Pourquoi cela est-il exigé précisément après la première semaine ? Une explication est que pour un néga ordinaire le kohen prend la mesure de la tache et peut juger une semaine plus tard si elle a grandi. Dans notre cas, un degré de précaution supérieur est requis, aussi la Torah fournit-elle un repère exact sur chacun des quatre côtés, et la disparition de ces poils établit d'elle-même qu'il y a eu pisayon.

Quand un siman toumah s'en va et revient

La michna passe maintenant à un sujet nouveau. "He'hlito bese'ar tsahov, hala'h se'ar tsahov ve'hozar se'ar tsahov" : un poil doré est un siman toumah immédiat dans un nessek ; imaginons donc quelqu'un que le kohen a déclaré mou'hlat à cause d'un se'ar tsahov, puis le poil doré a disparu et le kohen l'a déclaré tahor, et plus tard un poil doré est revenu. Il retrouve exactement la position qu'il occupait auparavant. "Ve'hein bepisayon" : la règle vaut également si c'est un pisayon qui apparaît à la place du poil doré. La michna énumère les moments où cela peut se produire : au début (bit'hilah), à la fin de la première semaine (besof chavoua richon), à la fin de la seconde semaine (besof chavoua cheini), ou même après le ptour (le'a'har haptour). Certaines versions retirent bit'hilah de cette liste, puisqu'un pisayon ne peut pas exister dès le tout début ; il ne s'établit jamais qu'après l'écoulement d'une semaine.

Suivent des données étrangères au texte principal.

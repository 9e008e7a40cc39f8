use super::{DetectError, DetectionStats, DetectorParams, MatchPolicy, PatternError, TrackingResult};
use crate::{PatternModel, RansacHomographyEstimator, RobustHomographyEstimator};
use log::{debug, info, warn};
use nalgebra::Point2;
use planar_ar_core::{
    homography_from_4pt, pose_from_homography, to_gray, warp_perspective_gray, CameraModel,
    FrameView, GrayImageView, Homography, ImageError, Pose,
};
use planar_ar_features::{
    ratio_test, BruteForceMatcher, Correspondence, DescriptorMatcher, FeatureExtractor,
    OrbExtractor,
};

#[cfg(feature = "tracing")]
use tracing::instrument;

/// Counters and model produced by one extract / match / fit pass.
#[derive(Default)]
struct PassOutcome {
    keypoints: usize,
    correspondences: usize,
    inliers: usize,
    homography: Option<Homography>,
}

/// Locates one trained planar pattern per frame.
///
/// The extractor, matcher and robust fitter are trait objects, so any
/// conforming implementation can be swapped in via
/// [`PatternDetector::with_components`].
pub struct PatternDetector {
    camera: CameraModel,
    params: DetectorParams,
    extractor: Box<dyn FeatureExtractor>,
    matcher: Box<dyn DescriptorMatcher>,
    estimator: Box<dyn RobustHomographyEstimator>,
    pattern: Option<PatternModel>,
}

impl std::fmt::Debug for PatternDetector {
    fn fmt(&self, f: &mut std::fmt::Formatter<'_>) -> std::fmt::Result {
        f.debug_struct("PatternDetector")
            .field("camera", &self.camera)
            .field("params", &self.params)
            .field("extractor", &self.extractor.name())
            .field("pattern_keypoints", &self.pattern.as_ref().map(PatternModel::len))
            .finish()
    }
}

impl PatternDetector {
    /// ORB extraction, brute-force matching and RANSAC fitting, all
    /// configured from `params`.
    pub fn new(camera: CameraModel, params: DetectorParams) -> Self {
        let extractor = Box::new(OrbExtractor::new(params.orb.clone()));
        let matcher = Box::new(BruteForceMatcher::new(params.matcher.clone()));
        let estimator = Box::new(RansacHomographyEstimator::new(params.ransac.clone()));
        Self::with_components(camera, params, extractor, matcher, estimator)
    }

    pub fn with_components(
        camera: CameraModel,
        params: DetectorParams,
        extractor: Box<dyn FeatureExtractor>,
        matcher: Box<dyn DescriptorMatcher>,
        estimator: Box<dyn RobustHomographyEstimator>,
    ) -> Self {
        Self {
            camera,
            params,
            extractor,
            matcher,
            estimator,
            pattern: None,
        }
    }

    pub fn camera(&self) -> &CameraModel {
        &self.camera
    }

    pub fn params(&self) -> &DetectorParams {
        &self.params
    }

    /// The active pattern, if `train` has been called.
    pub fn pattern(&self) -> Option<&PatternModel> {
        self.pattern.as_ref()
    }

    pub fn is_trained(&self) -> bool {
        self.pattern.is_some()
    }

    /// Build a pattern from a reference frame with this detector's extractor
    /// and pyramid settings. Does not train.
    pub fn build_pattern(&self, frame: &FrameView<'_>) -> Result<PatternModel, PatternError> {
        let gray = to_gray(frame)?;
        crate::build_pattern(&gray.view(), self.extractor.as_ref(), &self.params.pyramid)
    }

    /// Make `pattern` the active target, replacing any earlier one.
    ///
    /// A pattern without keypoints is still installed, so later `detect`
    /// calls report `found = false`, but the call returns
    /// [`PatternError::EmptyPattern`].
    pub fn train(&mut self, pattern: PatternModel) -> Result<(), PatternError> {
        if pattern.keypoints.len() != pattern.descriptors.rows() {
            return Err(PatternError::Misaligned {
                keypoints: pattern.keypoints.len(),
                rows: pattern.descriptors.rows(),
            });
        }

        self.matcher.clear();
        self.matcher.train(&pattern.descriptors);
        let empty = pattern.is_empty();
        let (w, h) = pattern.size();
        let n = pattern.len();
        self.pattern = Some(pattern);

        if empty {
            warn!("detector: trained on a {w}x{h} pattern with no keypoints");
            return Err(PatternError::EmptyPattern);
        }
        info!("detector: trained on {w}x{h} pattern, {n} keypoints");
        Ok(())
    }

    /// Locate the pattern in a 1, 3 or 4 channel frame.
    pub fn detect(&self, frame: &FrameView<'_>) -> Result<TrackingResult, DetectError> {
        if self.pattern.is_none() {
            return Err(DetectError::NotTrained);
        }
        let gray = to_gray(frame)?;
        self.detect_gray(&gray.view())
    }

    /// Locate the pattern in a grayscale frame.
    ///
    /// Returns `Err` only for contract violations (untrained detector,
    /// invalid camera, malformed buffer). A pattern that is not visible yields
    /// `Ok` with `found == false`.
    #[cfg_attr(
        feature = "tracing",
        instrument(level = "info", skip(self, image), fields(w = image.width, h = image.height))
    )]
    pub fn detect_gray(&self, image: &GrayImageView<'_>) -> Result<TrackingResult, DetectError> {
        let pattern = self.pattern.as_ref().ok_or(DetectError::NotTrained)?;
        if !self.camera.is_valid() {
            return Err(DetectError::InvalidCamera);
        }
        check_view(image)?;

        let mut stats = DetectionStats::default();
        if pattern.is_empty() {
            debug!("detect: pattern has no keypoints");
            return Ok(TrackingResult::not_found(stats));
        }

        let rough_pass = self.match_and_fit(pattern, image);
        stats.query_keypoints = rough_pass.keypoints;
        stats.correspondences = rough_pass.correspondences;
        stats.rough_inliers = rough_pass.inliers;
        let Some(rough) = rough_pass.homography else {
            debug!(
                "detect: no rough fit ({} keypoints, {} correspondences, {} inliers)",
                stats.query_keypoints, stats.correspondences, stats.rough_inliers
            );
            return Ok(TrackingResult::not_found(stats));
        };

        let homography = if self.params.refine_homography {
            self.refine(pattern, image, rough, &mut stats)
        } else {
            rough.normalized().unwrap_or(rough)
        };

        let projected_quad = homography.apply_all(&pattern.quad2d);
        if projected_quad.iter().any(|p| !p.x.is_finite() || !p.y.is_finite()) {
            debug!("detect: projected outline is not finite");
            return Ok(TrackingResult::not_found(stats));
        }

        let Some(pose) = self.estimate_pose(pattern, &projected_quad) else {
            warn!("detect: homography found but pose decomposition failed");
            return Ok(TrackingResult::not_found(stats));
        };

        debug!(
            "detect: found, {} rough inliers, refined={}",
            stats.rough_inliers, stats.refined
        );
        Ok(TrackingResult {
            found: true,
            homography,
            projected_quad,
            pose,
            stats,
        })
    }

    /// Second pass on the frame warped back into pattern space. Falls back to
    /// `rough` when the pass does not produce a usable fit.
    fn refine(
        &self,
        pattern: &PatternModel,
        image: &GrayImageView<'_>,
        rough: Homography,
        stats: &mut DetectionStats,
    ) -> Homography {
        let warped = warp_perspective_gray(image, rough, pattern.width(), pattern.height());
        let pass = self.match_and_fit(pattern, &warped.view());
        stats.refine_keypoints = pass.keypoints;
        stats.refine_correspondences = pass.correspondences;
        stats.refine_inliers = pass.inliers;

        let composed = pass
            .homography
            .and_then(|refinement| (rough * refinement).normalized());
        match composed {
            Some(h) => {
                stats.refined = true;
                h
            }
            None => {
                warn!(
                    "detect: refinement failed ({} correspondences, {} inliers), keeping rough homography",
                    pass.correspondences, pass.inliers
                );
                rough.normalized().unwrap_or(rough)
            }
        }
    }

    /// Extract, match against the trained pattern and fit pattern -> image.
    fn match_and_fit(&self, pattern: &PatternModel, image: &GrayImageView<'_>) -> PassOutcome {
        let mut out = PassOutcome::default();
        let features = self.extractor.extract(image);
        out.keypoints = features.keypoints.len();
        if features.is_empty() {
            return out;
        }
        if features.keypoints.len() != features.descriptors.rows() {
            warn!(
                "detect: extractor returned {} keypoints but {} descriptor rows",
                features.keypoints.len(),
                features.descriptors.rows()
            );
            return out;
        }

        let correspondences: Vec<Correspondence> = match self.params.match_policy {
            MatchPolicy::Nearest => self.matcher.match_nearest(&features.descriptors),
            MatchPolicy::RatioTest { max_ratio } => {
                ratio_test(&self.matcher.knn_match(&features.descriptors, 2), max_ratio)
            }
        };

        let (src, dst): (Vec<Point2<f32>>, Vec<Point2<f32>>) = correspondences
            .iter()
            .filter_map(|c| {
                let train = pattern.keypoints.get(c.train_idx)?;
                let query = features.keypoints.get(c.query_idx)?;
                Some((train.pt(), query.pt()))
            })
            .unzip();
        out.correspondences = src.len();
        if src.len() < self.params.min_matches {
            return out;
        }

        let Some(fit) = self.estimator.estimate(&src, &dst) else {
            return out;
        };
        out.inliers = fit.inlier_count();
        if out.inliers <= self.params.min_matches {
            return out;
        }
        out.homography = Some(fit.homography);
        out
    }

    /// Pattern -> camera pose from the projected outline.
    fn estimate_pose(&self, pattern: &PatternModel, corners: &[Point2<f32>; 4]) -> Option<Pose> {
        let mut image_pts = [Point2::origin(); 4];
        for (dst, c) in image_pts.iter_mut().zip(corners) {
            let p = self
                .camera
                .undistort_pixel(Point2::new(c.x as f64, c.y as f64))?;
            *dst = Point2::new(p.x as f32, p.y as f32);
        }
        let plane_pts = pattern.quad3d.map(|p| Point2::new(p.x as f32, p.y as f32));
        let h = homography_from_4pt(&plane_pts, &image_pts)?;
        pose_from_homography(&self.camera.intrinsic_matrix(), &h.h)
    }
}

fn check_view(image: &GrayImageView<'_>) -> Result<(), ImageError> {
    let (width, height) = (image.width, image.height);
    if width == 0 || height == 0 {
        return Err(ImageError::InvalidDimensions { width, height });
    }
    if image.data.len() != width * height {
        return Err(ImageError::InvalidBuffer {
            expected: width * height,
            got: image.data.len(),
        });
    }
    Ok(())
}

#[cfg(test)]
mod tests {
    use super::*;
    use planar_ar_core::GrayImage;

    fn detector() -> PatternDetector {
        PatternDetector::new(CameraModel::default(), DetectorParams::default())
    }

    #[test]
    fn untrained_detect_is_an_error() {
        let img = GrayImage::new(32, 32);
        let det = detector();
        assert!(!det.is_trained());
        assert_eq!(det.detect_gray(&img.view()), Err(DetectError::NotTrained));
        let frame = FrameView::from(img.view());
        assert_eq!(det.detect(&frame), Err(DetectError::NotTrained));
    }

    #[test]
    fn empty_pattern_reports_not_found() {
        let mut det = detector();
        let blank = GrayImage::from_raw(80, 60, vec![77; 80 * 60]).unwrap();
        let pattern = det.build_pattern(&FrameView::from(blank.view())).unwrap();
        assert!(pattern.is_empty());
        assert_eq!(det.train(pattern), Err(PatternError::EmptyPattern));
        assert!(det.is_trained());

        let res = det.detect_gray(&blank.view()).unwrap();
        assert!(!res.found);
    }

    #[test]
    fn zero_focal_length_is_a_contract_error() {
        let camera = CameraModel {
            fx: 0.0,
            ..CameraModel::default()
        };
        let mut det = PatternDetector::new(camera, DetectorParams::default());
        let blank = GrayImage::new(40, 40);
        let _ = det.train(det.build_pattern(&FrameView::from(blank.view())).unwrap());
        assert_eq!(det.detect_gray(&blank.view()), Err(DetectError::InvalidCamera));
    }

    #[test]
    fn malformed_gray_buffer_is_rejected() {
        let mut det = detector();
        let blank = GrayImage::new(40, 40);
        let _ = det.train(det.build_pattern(&FrameView::from(blank.view())).unwrap());

        let data = vec![0u8; 10];
        let bad = GrayImageView {
            width: 5,
            height: 5,
            data: &data,
        };
        assert_eq!(
            det.detect_gray(&bad),
            Err(DetectError::Image(ImageError::InvalidBuffer {
                expected: 25,
                got: 10
            }))
        );
    }

    #[test]
    fn unsupported_channel_count_is_rejected() {
        let data = vec![0u8; 2 * 4 * 4];
        assert_eq!(
            FrameView::new(4, 4, 2, &data).err(),
            Some(ImageError::UnsupportedChannels { channels: 2 })
        );
    }
}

La michna énonce ensuite le cas inverse : "he'hlito bepisayon, hala'h hapisayon ve'hozar hapisayon, ve'hein bese'ar tsahov" : si le he'hlet est venu par un pisayon, que le pisayon a disparu puis est réapparu, ou bien qu'un se'ar tsahov est arrivé à la place du pisayon, que ce soit à la clôture de la première semaine, à celle de la seconde, ou même après qu'un ptour a déjà été prononcé, son statut antérieur est rétabli : "harei hou kemoche haya".

Le principe de toute la seconde moitié de la michna est donc unique : dans tous les cas où un siman toumah de nessek revient, qu'il s'agisse du même siman qui était là à l'origine ou de l'autre, et quel que soit le stade auquel il revient, on ne recommence pas son compte à zéro. Il reprend le statut qu'il avait lorsque le siman est apparu la première fois : il est mou'hlat.